I was briefly flattered until remembering that most of the dazzling repartee at ours was supplied by Paul Hayes, a PR consultant and one-man round table with whom Dorothy Parker would have struggled to get a word in edgeways. Paul frequently has to interrupt his own funny stories with spontaneous witticisms. But it takes the pressure off the rest of us.

‘What a rough day it will be for the drama when Ireland is freed’: Dorothy Parker’s extraordinary theatre criticismOpens in new window ]

***

It’s hard work being a diarist. No sooner had that lunch ended on Monday than it was time to go to dinner. I had no choice in this, really. Because despite the lengthening evenings, December 15th is also “Gloomsday” – the aphelion of June 16th – and the latest unholy day of obligation for fans of James Joyce’s Ulysses.

Strung-out Joyceans will use any excuse for a hit, clearly. Last year’s inaugural edition involved only five attendees (none of them female). But proving there was a latent demand, this year’s congregation mushroomed to more than a dozen, including all the main genders.

As in 2025, the venue was Davy Byrne’s.

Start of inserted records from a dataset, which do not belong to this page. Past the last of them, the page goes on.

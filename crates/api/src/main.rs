use std::time::Duration;

use affiliate_backoffice_api::{
    app::{build_router, AppState},
    config::Config,
    jobs::{AffiliateSyncJob, JobScheduler, PendingInvitesJob, PoolMetricsJob, ResultsSyncJob},
    middleware::{init_logging, init_metrics},
    partners::Partners,
    services::{bootstrap::bootstrap_admin, SyncService},
};
use anyhow::{Context, Result};
use persistence::repositories::SystemConfigRepository;
use tracing::{info, warn};

const JOB_SHUTDOWN_TIMEOUT: Duration = Duration::from_secs(30);

#[tokio::main]
async fn main() -> Result<()> {
    dotenvy::dotenv().ok();

    let config = Config::load()?;
    init_logging(&config.logging);
    init_metrics().context("failed to install Prometheus recorder")?;

    info!("Starting affiliate back office v{}", env!("CARGO_PKG_VERSION"));

    let pool = persistence::db::create_pool(&(&config.database).into()).await?;

    info!("Running database migrations...");
    sqlx::migrate!("../persistence/src/migrations")
        .run(&pool)
        .await?;
    info!("Migrations completed");

    SystemConfigRepository::new(pool.clone())
        .seed_defaults()
        .await
        .context("failed to seed system configuration")?;
    bootstrap_admin(&pool, &config.bootstrap)
        .await
        .context("failed to bootstrap admin user")?;

    let partners =
        Partners::from_config(&config.partners).context("failed to build partner clients")?;
    let state = AppState::new(config.clone(), pool.clone(), partners.clone())?;

    let mut scheduler = JobScheduler::new();
    if config.jobs.enabled {
        let sync = SyncService::new(
            pool.clone(),
            partners.clone(),
            state.sync_locks.clone(),
            &config,
        );
        scheduler.register(AffiliateSyncJob::new(sync.clone()));
        scheduler.register(ResultsSyncJob::new(sync));
        scheduler.register(PendingInvitesJob::new(pool.clone(), partners));
        scheduler.register(PoolMetricsJob::new(pool.clone()));
        scheduler.start();
    } else {
        warn!("Background jobs disabled (jobs.enabled = false)");
    }

    let app = build_router(state);
    let addr = config.socket_addr()?;
    info!("Server listening on {}", addr);

    let listener = tokio::net::TcpListener::bind(addr).await?;
    axum::serve(listener, app)
        .with_graceful_shutdown(shutdown_signal())
        .await?;

    scheduler.shutdown();
    scheduler.wait_for_shutdown(JOB_SHUTDOWN_TIMEOUT).await;
    pool.close().await;
    info!("Shutdown complete");

    Ok(())
}

async fn shutdown_signal() {
    #[cfg(unix)]
    {
        use tokio::signal::unix::{signal, SignalKind};
        match signal(SignalKind::terminate()) {
            Ok(mut sigterm) => {
                tokio::select! {
                    _ = sigterm.recv() => {}
                    _ = tokio::signal::ctrl_c() => {}
                }
            }
            Err(e) => {
                warn!(error = %e, "Cannot listen for SIGTERM, waiting for Ctrl-C only");
                let _ = tokio::signal::ctrl_c().await;
            }
        }
    }
    #[cfg(not(unix))]
    {
        let _ = tokio::signal::ctrl_c().await;
    }
    info!("Shutdown signal received");
}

And again, the food and drink was accompanied by readings from “the book”, printed into missalette form.

I say there were “more than a dozen” present. Ominously, there were 13: something of which Charles Stewart Parnell (who was mentioned in one of the readings) would not have approved.

Parnell was notoriously superstitious. Even at the time when he bestrode Irish and British politics like a colossus, he was a confirmed triskadekaphobe. If he noticed there were 13 people at a meeting, he would ask someone to leave or get someone else to come in.

But we couldn’t very well ask someone to leave. The only alternative was dragging an innocent by-passer in off Duke Street to participate in Joycean readings. And there’s probably a law against that.

***

By a more serendipitous chance, I was amused to see a review in Monday’s London Times of an Irish production of Playboy of the Western World in London, about which the critic’s misgivings included this: “It’s also delivered in accents that will leave outsiders straining to make sense of the dialogue.”

Well, excuse us for being outsiders, I thought, indignant. But then on Tuesday – lo! – the same paper had an interview with Chloé Zhao, the Chinese-born film director who has just made Hamnet, admitting she understood only a fraction of Shakespeare’s work until Kildare’s finest, Paul Mescal, made sense of it for her.

Hamnet review: Five stars for Jessie Buckley and Paul Mescal’s devastating filmOpens in new window ]

And – lo! again – it had so happened that our Monday night readings included the bit from Ulysses where a joking Buck Mulligan (in real-life Oliver St John Gogarty) affects unfamiliarity with the Bard of Stratford’s work.

“Shakespeare?” he wonders: “I seem to know the name.” Then a smile invades his features. “To be sure,” he says, remembering: “The chap that writes like Synge.”